Pacino's occasional Lewis influence is evident in — and relevant to — S1M0NE, the film about a simulated actress who takes the world by storm. It's too bad that director and writer Andrew Niccol couldn't get this idea up on the screen earlier, when it was fresh. After an Esquire cover story of a few years ago, as well as FINAL FANTASY, and the use of digital actorial manipulation in both the latest STAR WARS movies and XXX, the film has lost its currency and audacity.

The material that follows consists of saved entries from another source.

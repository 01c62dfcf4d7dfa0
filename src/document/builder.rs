//! Build learning path documents from plain concept lists.

use super::{GraphItem, CONCEPT_IRI, DESCRIPTION_IRI, GOAL_IRI, LABEL_IRI, PREREQUISITE_IRI};

/// Incrementally assembles an expanded learning path document.
///
/// Local ids passed in are resolved against `base`, so
/// `LearningPathBuilder::new("http://ex.org/kg#").concept("a", ..)` yields
/// an item with `@id` `http://ex.org/kg#a`.
#[derive(Debug, Clone)]
pub struct LearningPathBuilder {
    base: String,
    items: Vec<GraphItem>,
}

impl LearningPathBuilder {
    pub fn new(base: impl Into<String>) -> Self {
        Self {
            base: base.into(),
            items: Vec::new(),
        }
    }

    /// Add a concept requiring the given local ids
    pub fn concept(self, id: &str, label: &str, prerequisites: &[&str]) -> Self {
        self.node(CONCEPT_IRI, id, label, prerequisites)
    }

    /// Add a goal requiring the given local ids
    pub fn goal(self, id: &str, label: &str, prerequisites: &[&str]) -> Self {
        self.node(GOAL_IRI, id, label, prerequisites)
    }

    /// Attach a description to the most recently added node
    pub fn describe(mut self, description: &str) -> Self {
        if let Some(last) = self.items.pop() {
            self.items.push(last.with_literal(DESCRIPTION_IRI, description));
        }
        self
    }

    pub fn build(self) -> Vec<GraphItem> {
        self.items
    }

    fn node(mut self, type_iri: &str, id: &str, label: &str, prerequisites: &[&str]) -> Self {
        let mut item = GraphItem::new(self.iri(id))
            .with_type(type_iri)
            .with_literal(LABEL_IRI, label);
        for prerequisite in prerequisites {
            item = item.with_reference(PREREQUISITE_IRI, self.iri(prerequisite));
        }
        self.items.push(item);
        self
    }

    fn iri(&self, id: &str) -> String {
        format!("{}{}", self.base, id)
    }
}

/// Chain of concepts where each entry requires the one before it.
pub fn linear_path(base: &str, concepts: &[(&str, &str)]) -> Vec<GraphItem> {
    let mut builder = LearningPathBuilder::new(base);
    let mut previous: Option<&str> = None;
    for &(id, label) in concepts {
        let prerequisites: Vec<&str> = previous.into_iter().collect();
        builder = builder.concept(id, label, &prerequisites);
        previous = Some(id);
    }
    builder.build()
}
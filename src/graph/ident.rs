//! Global identifier to render-safe local id.

/// Map an IRI to its local name, keeping only `[A-Za-z0-9_-]`.
///
/// The local name is whatever follows the last `#`, else the last `/`,
/// else the whole input. Every other character becomes `_`. Empty input
/// yields an empty id. Already-normalized ids map to themselves.
pub fn normalize(uri: &str) -> String {
    let local = match uri.rfind('#') {
        Some(pos) => &uri[pos + 1..],
        None => match uri.rfind('/') {
            Some(pos) => &uri[pos + 1..],
            None => uri,
        },
    };

    local
        .chars()
        .map(|c| {
            if c.is_ascii_alphanumeric() || c == '_' || c == '-' {
                c
            } else {
                '_'
            }
        })
        .collect()
}
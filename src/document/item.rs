use serde::{Deserialize, Serialize};
use serde_json::{json, Map, Value};

use super::{ID_KEY, TYPE_KEY};

/// One flat, already-expanded JSON-LD node object.
///
/// The engine never mutates an item; it reads the identifier, type tags and
/// whatever predicates it recognizes and ignores the rest. Property order is
/// the order of the source document.
#[derive(Debug, Clone, Default, PartialEq, Serialize, Deserialize)]
#[serde(transparent)]
pub struct GraphItem(Map<String, Value>);

impl GraphItem {
    /// Create an item carrying only an identifier
    pub fn new(id: impl Into<String>) -> Self {
        let mut properties = Map::new();
        properties.insert(ID_KEY.to_string(), Value::String(id.into()));
        Self(properties)
    }

    /// Wrap an already-parsed JSON object
    pub fn from_map(properties: Map<String, Value>) -> Self {
        Self(properties)
    }

    /// Returns `None` for anything that is not a JSON object.
    pub fn from_value(value: Value) -> Option<Self> {
        match value {
            Value::Object(properties) => Some(Self(properties)),
            _ => None,
        }
    }

    /// Raw `@id`, if it is a string.
    pub fn id(&self) -> Option<&str> {
        self.0.get(ID_KEY).and_then(Value::as_str)
    }

    /// Type tags in declaration order. A bare string `@type` counts as one tag.
    pub fn types(&self) -> Vec<&str> {
        match self.0.get(TYPE_KEY) {
            Some(Value::Array(tags)) => tags.iter().filter_map(Value::as_str).collect(),
            Some(Value::String(tag)) => vec![tag.as_str()],
            _ => Vec::new(),
        }
    }

    pub fn get(&self, key: &str) -> Option<&Value> {
        self.0.get(key)
    }

    /// All properties in document order, keywords (`@id`, `@type`) included.
    pub fn properties(&self) -> impl Iterator<Item = (&String, &Value)> {
        self.0.iter()
    }

    /// Append a type tag
    pub fn with_type(mut self, tag: impl Into<String>) -> Self {
        self.push_value(TYPE_KEY, Value::String(tag.into()));
        self
    }

    /// Append a `{"@value": ..}` literal under `predicate`
    pub fn with_literal(mut self, predicate: &str, value: impl Into<String>) -> Self {
        self.push_value(predicate, json!({ "@value": value.into() }));
        self
    }

    /// Append a `{"@id": ..}` reference under `predicate`
    pub fn with_reference(mut self, predicate: &str, id: impl Into<String>) -> Self {
        self.push_value(predicate, json!({ "@id": id.into() }));
        self
    }

    /// Set a property verbatim, replacing any previous value
    pub fn with_property(mut self, key: impl Into<String>, value: Value) -> Self {
        self.0.insert(key.into(), value);
        self
    }

    fn push_value(&mut self, key: &str, value: Value) {
        match self.0.get_mut(key) {
            Some(Value::Array(values)) => values.push(value),
            Some(existing) => {
                let previous = existing.take();
                *existing = Value::Array(vec![previous, value]);
            }
            None => {
                self.0.insert(key.to_string(), Value::Array(vec![value]));
            }
        }
    }
}

impl From<GraphItem> for Value {
    fn from(item: GraphItem) -> Self {
        Value::Object(item.0)
    }
}
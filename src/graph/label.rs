//! Display label resolution for graph items.

use std::sync::OnceLock;

use regex::Regex;
use serde_json::Value;

use super::ident::normalize;
use crate::document::{GraphItem, VALUE_KEY};

/// Matches `rdfs:label`, `skos:prefLabel`, `label`, `...#label` and friends.
fn label_predicate() -> &'static Regex {
    static LABEL_PREDICATE: OnceLock<Regex> = OnceLock::new();
    LABEL_PREDICATE.get_or_init(|| Regex::new(r"(?i)(label$|#label)").expect("Invalid regex pattern"))
}

/// Human-readable label of an item. Never fails.
///
/// Takes the first value of the first label-like property, unwrapping a
/// `{"@value": ..}` literal. Falls back to the normalized identifier, then
/// to the empty string.
pub fn resolve_label(item: &GraphItem) -> String {
    let fallback = || item.id().map(normalize).unwrap_or_default();

    let Some((_, value)) = item
        .properties()
        .find(|(key, _)| label_predicate().is_match(key))
    else {
        return fallback();
    };

    let first = match value {
        Value::Array(values) => values.first(),
        other => Some(other),
    };

    first.and_then(literal_text).unwrap_or_else(fallback)
}

fn literal_text(value: &Value) -> Option<String> {
    match value {
        Value::String(text) => Some(text.clone()),
        Value::Object(map) => match map.get(VALUE_KEY)? {
            Value::String(text) => Some(text.clone()),
            Value::Null => None,
            scalar @ (Value::Number(_) | Value::Bool(_)) => Some(scalar.to_string()),
            _ => None,
        },
        _ => None,
    }
}
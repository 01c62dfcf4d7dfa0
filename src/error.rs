use thiserror::Error;

/// Main error type for learngraph
#[derive(Error, Debug)]
pub enum LearngraphError {
    /// File system I/O errors
    #[error("IO error: {0}")]
    Io(#[from] std::io::Error),

    /// JSON (de)serialization errors
    #[error("JSON error: {0}")]
    Json(#[from] serde_json::Error),

    /// Document root is not a shape the engine can walk
    #[error("Invalid document: {0}")]
    InvalidDocument(String),
}

/// Convenient Result type using LearngraphError
pub type Result<T> = std::result::Result<T, LearngraphError>;
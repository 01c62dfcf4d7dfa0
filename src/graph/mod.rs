//! Prerequisite graph: identifier normalization, metadata collection and leveling.
//!
//! Walks the flat document, keys every node by its render-safe local id and
//! computes each node's longest-prerequisite-chain depth. Dangling
//! references and cycles are tolerated, never reported.

mod collect;
mod ident;
mod label;
mod levels;

pub use collect::{collect, collect_with};
pub use ident::normalize;
pub use label::resolve_label;
pub use levels::{assign_levels, group_by_level};

use indexmap::IndexMap;
use serde::{Serialize, Serializer};

/// Render-safe local identifier, see [`normalize`].
pub type LocalId = String;

/// Node metadata keyed by local id, in document order.
pub type MetadataMap = IndexMap<LocalId, NodeMetadata>;

/// Level of every node, in the same order as its [`MetadataMap`].
pub type LevelMap = IndexMap<LocalId, usize>;

/// Primary type tag of a node, after normalization.
#[derive(Debug, Clone, PartialEq, Eq, Hash)]
pub enum NodeType {
    /// Learnable unit
    Concept,
    /// Learning objective, always laid out in the last column
    Goal,
    /// Container node grouping the concepts of one path
    LearningPath,
    /// Any other tag, kept verbatim
    Other(String),
}

impl NodeType {
    /// Classify a normalized type tag. Matching is exact.
    pub fn from_tag(tag: &str) -> Self {
        match tag {
            "Concept" => NodeType::Concept,
            "Goal" => NodeType::Goal,
            "LearningPath" => NodeType::LearningPath,
            other => NodeType::Other(other.to_string()),
        }
    }

    pub fn as_str(&self) -> &str {
        match self {
            NodeType::Concept => "Concept",
            NodeType::Goal => "Goal",
            NodeType::LearningPath => "LearningPath",
            NodeType::Other(tag) => tag,
        }
    }
}

impl std::fmt::Display for NodeType {
    fn fmt(&self, f: &mut std::fmt::Formatter<'_>) -> std::fmt::Result {
        f.write_str(self.as_str())
    }
}

impl Serialize for NodeType {
    fn serialize<S: Serializer>(&self, serializer: S) -> std::result::Result<S::Ok, S::Error> {
        serializer.serialize_str(self.as_str())
    }
}

/// What the engine keeps of one document item.
#[derive(Debug, Clone, PartialEq, Eq, Serialize)]
pub struct NodeMetadata {
    pub id: LocalId,
    /// Identifier as written in the document
    pub iri: String,
    pub label: String,
    #[serde(rename = "type", skip_serializing_if = "Option::is_none")]
    pub node_type: Option<NodeType>,
    /// Local ids this node requires. May name nodes absent from the map.
    pub prerequisites: Vec<LocalId>,
}

impl NodeMetadata {
    pub fn is_goal(&self) -> bool {
        matches!(self.node_type, Some(NodeType::Goal))
    }

    /// Concepts and goals are the only nodes a learner can know.
    pub fn is_concept_or_goal(&self) -> bool {
        matches!(self.node_type, Some(NodeType::Concept | NodeType::Goal))
    }
}


#[cfg(test)]
mod tests {
    use super::*;

    #[test]
    fn test_node_type_from_tag() {
        assert_eq!(NodeType::from_tag("Concept"), NodeType::Concept);
        assert_eq!(NodeType::from_tag("Goal"), NodeType::Goal);
        assert_eq!(NodeType::from_tag("LearningPath"), NodeType::LearningPath);
        assert_eq!(NodeType::from_tag("concept"), NodeType::Other("concept".to_string()));
    }

    #[test]
    fn test_node_type_serializes_as_tag() {
        assert_eq!(serde_json::to_string(&NodeType::Goal).unwrap(), r#""Goal""#);
        assert_eq!(
            serde_json::to_string(&NodeType::Other("Resource".to_string())).unwrap(),
            r#""Resource""#
        );
    }
}
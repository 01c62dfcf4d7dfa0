//! Node metadata collection from document items.

use serde_json::Value;

use super::ident::normalize;
use super::label::resolve_label;
use super::{LocalId, MetadataMap, NodeMetadata, NodeType};
use crate::config::VocabularyConfig;
use crate::document::{GraphItem, ID_KEY};

/// Collect metadata using the default prerequisite spellings.
pub fn collect(items: &[GraphItem]) -> MetadataMap {
    collect_with(items, &VocabularyConfig::default())
}

/// Build the local-id → metadata map.
///
/// Items without a usable identifier are skipped. A repeated identifier
/// replaces the earlier entry but keeps its original position.
pub fn collect_with(items: &[GraphItem], vocabulary: &VocabularyConfig) -> MetadataMap {
    let mut metadata = MetadataMap::with_capacity(items.len());

    for (index, item) in items.iter().enumerate() {
        let Some(iri) = item.id() else {
            log::debug!("Skipping item #{}: no @id", index);
            continue;
        };
        let id = normalize(iri);
        if id.is_empty() {
            log::debug!("Skipping item #{}: @id {:?} has no local name", index, iri);
            continue;
        }

        let node = NodeMetadata {
            id: id.clone(),
            iri: iri.to_string(),
            label: resolve_label(item),
            node_type: item
                .types()
                .first()
                .map(|tag| NodeType::from_tag(&normalize(tag))),
            prerequisites: parse_prerequisites(item, vocabulary),
        };

        if metadata.insert(id, node).is_some() {
            log::debug!("Duplicate @id {:?}, keeping the later declaration", iri);
        }
    }

    metadata
}

/// Prerequisite local ids of one item, in declaration order.
///
/// Reads the first recognized predicate that yields at least one reference;
/// a `null` or empty value falls through to the next spelling. Entries are
/// `{"@id": ..}` references or bare identifier strings; anything else is
/// ignored.
fn parse_prerequisites(item: &GraphItem, vocabulary: &VocabularyConfig) -> Vec<LocalId> {
    vocabulary
        .prerequisite_predicates
        .iter()
        .filter_map(|predicate| item.get(predicate))
        .map(references)
        .find(|references| !references.is_empty())
        .unwrap_or_default()
}

fn references(value: &Value) -> Vec<LocalId> {
    let entries = match value {
        Value::Array(entries) => entries.as_slice(),
        single => std::slice::from_ref(single),
    };

    entries
        .iter()
        .filter_map(|entry| match entry {
            Value::String(iri) => Some(iri.as_str()),
            Value::Object(map) => map.get(ID_KEY).and_then(Value::as_str),
            _ => None,
        })
        .map(normalize)
        .filter(|id| !id.is_empty())
        .collect()
}

#[cfg(test)]
mod tests {
    use super::*;
    use serde_json::json;

    fn items(value: Value) -> Vec<GraphItem> {
        crate::document::parse_document(&value).unwrap()
    }

    #[test]
    fn test_collect_basic_metadata() {
        let metadata = collect(&items(json!([
            {
                "@id": "http://ex.org/kg#a",
                "@type": ["http://learnora.ai/ont#Concept"],
                "http://www.w3.org/2000/01/rdf-schema#label": [{"@value": "Alpha"}]
            },
            {
                "@id": "http://ex.org/kg#b",
                "@type": ["http://learnora.ai/ont#Goal", "http://learnora.ai/ont#Concept"],
                "http://learnora.ai/ont#hasPrerequisite": [{"@id": "http://ex.org/kg#a"}]
            }
        ])));

        assert_eq!(metadata.len(), 2);
        let a = &metadata["a"];
        assert_eq!(a.label, "Alpha");
        assert_eq!(a.iri, "http://ex.org/kg#a");
        assert_eq!(a.node_type, Some(NodeType::Concept));
        assert!(a.prerequisites.is_empty());

        let b = &metadata["b"];
        assert_eq!(b.label, "b");
        assert_eq!(b.node_type, Some(NodeType::Goal));
        assert_eq!(b.prerequisites, vec!["a"]);
    }

    #[test]
    fn test_collect_skips_items_without_id() {
        let metadata = collect(&items(json!([
            {"label": ["orphan"]},
            {"@id": 12},
            {"@id": "http://ex.org/kg#"},
            {"@id": "http://ex.org/kg#ok"}
        ])));
        assert_eq!(metadata.keys().collect::<Vec<_>>(), vec!["ok"]);
    }

    #[test]
    fn test_collect_last_write_wins() {
        let metadata = collect(&items(json!([
            {"@id": "urn:x#a", "label": ["first"]},
            {"@id": "urn:x#b"},
            {"@id": "urn:x#a", "label": ["second"]}
        ])));
        assert_eq!(metadata.len(), 2);
        assert_eq!(metadata["a"].label, "second");
        assert_eq!(metadata.get_index_of("a"), Some(0));
    }

    #[test]
    fn test_prerequisite_spellings() {
        for predicate in ["http://learnora.ai/ont#hasPrerequisite", "hasPrerequisite", "has_prerequisite"] {
            let metadata = collect(&items(json!([
                {"@id": "urn:x#b", predicate: [{"@id": "urn:x#a"}]}
            ])));
            assert_eq!(metadata["b"].prerequisites, vec!["a"], "predicate {}", predicate);
        }
    }

    #[test]
    fn test_first_recognized_spelling_wins() {
        let metadata = collect(&items(json!([
            {
                "@id": "urn:x#c",
                "has_prerequisite": [{"@id": "urn:x#b"}],
                "http://learnora.ai/ont#hasPrerequisite": [{"@id": "urn:x#a"}]
            }
        ])));
        assert_eq!(metadata["c"].prerequisites, vec!["a"]);
    }

    #[test]
    fn test_prerequisite_entry_shapes() {
        let metadata = collect(&items(json!([
            {
                "@id": "urn:x#d",
                "hasPrerequisite": [
                    {"@id": "urn:x#a"},
                    "urn:x#b",
                    {"@value": "not a reference"},
                    42,
                    {"@id": "urn:x#"}
                ]
            },
            {"@id": "urn:x#e", "hasPrerequisite": {"@id": "urn:x#d"}}
        ])));
        assert_eq!(metadata["d"].prerequisites, vec!["a", "b"]);
        assert_eq!(metadata["e"].prerequisites, vec!["d"]);
    }

    #[test]
    fn test_unusable_spelling_falls_through() {
        let metadata = collect(&items(json!([
            {
                "@id": "urn:x#c",
                "http://learnora.ai/ont#hasPrerequisite": null,
                "hasPrerequisite": [{"@id": "urn:x#a"}]
            },
            {
                "@id": "urn:x#d",
                "http://learnora.ai/ont#hasPrerequisite": [],
                "hasPrerequisite": [{"@value": "literal"}],
                "has_prerequisite": ["urn:x#b"]
            }
        ])));
        assert_eq!(metadata["c"].prerequisites, vec!["a"]);
        assert_eq!(metadata["d"].prerequisites, vec!["b"]);
    }

    #[test]
    fn test_custom_vocabulary() {
        let vocabulary = VocabularyConfig {
            prerequisite_predicates: vec!["requires".to_string()],
        };
        let docs = items(json!([
            {"@id": "urn:x#b", "requires": ["urn:x#a"], "hasPrerequisite": ["urn:x#z"]}
        ]));
        assert_eq!(collect_with(&docs, &vocabulary)["b"].prerequisites, vec!["a"]);
        assert_eq!(collect(&docs)["b"].prerequisites, vec!["z"]);
    }

    #[test]
    fn test_collect_empty() {
        assert!(collect(&[]).is_empty());
    }
}
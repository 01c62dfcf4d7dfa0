//! JSON-LD document input: flat graph items, parsing and construction.
//!
//! Documents arrive already expanded (no nested node literals). The parser
//! accepts the three root shapes a learning path is stored in: a bare array
//! of node objects, an object carrying `@graph`, or a single node object.

mod builder;
mod item;

pub use builder::{linear_path, LearningPathBuilder};
pub use item::GraphItem;

use std::path::Path;

use serde_json::Value;

use crate::error::{LearngraphError, Result};

pub const ID_KEY: &str = "@id";
pub const TYPE_KEY: &str = "@type";
pub const VALUE_KEY: &str = "@value";
pub const GRAPH_KEY: &str = "@graph";

pub const PREREQUISITE_IRI: &str = "http://learnora.ai/ont#hasPrerequisite";
pub const CONCEPT_IRI: &str = "http://learnora.ai/ont#Concept";
pub const GOAL_IRI: &str = "http://learnora.ai/ont#Goal";
pub const LABEL_IRI: &str = "http://www.w3.org/2000/01/rdf-schema#label";
pub const DESCRIPTION_IRI: &str = "http://schema.org/description";

/// Split a parsed document into its graph items.
///
/// Non-object entries inside the item list are dropped; they can never carry
/// an identifier. A root that is not an array or object is a caller error.
pub fn parse_document(document: &Value) -> Result<Vec<GraphItem>> {
    let entries = match document {
        Value::Array(entries) => entries.as_slice(),
        Value::Object(map) => match map.get(GRAPH_KEY) {
            Some(Value::Array(entries)) => entries.as_slice(),
            Some(other) => {
                return Err(LearngraphError::InvalidDocument(format!(
                    "{} must be an array, found {}",
                    GRAPH_KEY,
                    json_kind(other)
                )))
            }
            None => return Ok(vec![GraphItem::from_map(map.clone())]),
        },
        other => {
            return Err(LearngraphError::InvalidDocument(format!(
                "expected an array or object, found {}",
                json_kind(other)
            )))
        }
    };

    let mut items = Vec::with_capacity(entries.len());
    for (index, entry) in entries.iter().enumerate() {
        match GraphItem::from_value(entry.clone()) {
            Some(item) => items.push(item),
            None => log::debug!("Skipping non-object entry #{} ({})", index, json_kind(entry)),
        }
    }
    Ok(items)
}

/// Parse document text
pub fn parse_document_str(content: &str) -> Result<Vec<GraphItem>> {
    let document: Value = serde_json::from_str(content)?;
    parse_document(&document)
}

/// Read and parse a document file
pub fn load_document(path: &Path) -> Result<Vec<GraphItem>> {
    let content = std::fs::read_to_string(path)?;
    parse_document_str(&content)
}

fn json_kind(value: &Value) -> &'static str {
    match value {
        Value::Null => "null",
        Value::Bool(_) => "boolean",
        Value::Number(_) => "number",
        Value::String(_) => "string",
        Value::Array(_) => "array",
        Value::Object(_) => "object",
    }
}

Instead it's a poor man's version of WAG THE DOG.

The plot is simple enough, so simple it's been used before, most significantly in Billy Wilder's IRMA LA DOUCE (itself adapted from a play). Director Viktor (!) Taransky (Pacino), an idealistic filmmaker bucking up against Hollywood's tendency to stifle visionaries, is having trouble with his lead actress Nicola Anders (Winona Ryder, shown first in the movie going through a clothes rack). When she walks off the set, Taransky is left without a star. Thanks to a computer designer named Hank (Elias Koteas), who is cancer stricken in the right eye like someone out of a Cronenberg film, Taransky is able to replace Anders. Hank has perfected a program for creating simulated actors, and his creation, Sim. One, or Simone (based on the computer-modified Canadian model Rachel Roberts), which Hank later leaves Taransky in his will, comes to Taransky's rescue. The director, who at first says he knows nothing about computers, is then able to create CGI scenes with the "actress," have her appear on live television shows, and sing holographically to millions ("Natural Woman") in stadia around the globe.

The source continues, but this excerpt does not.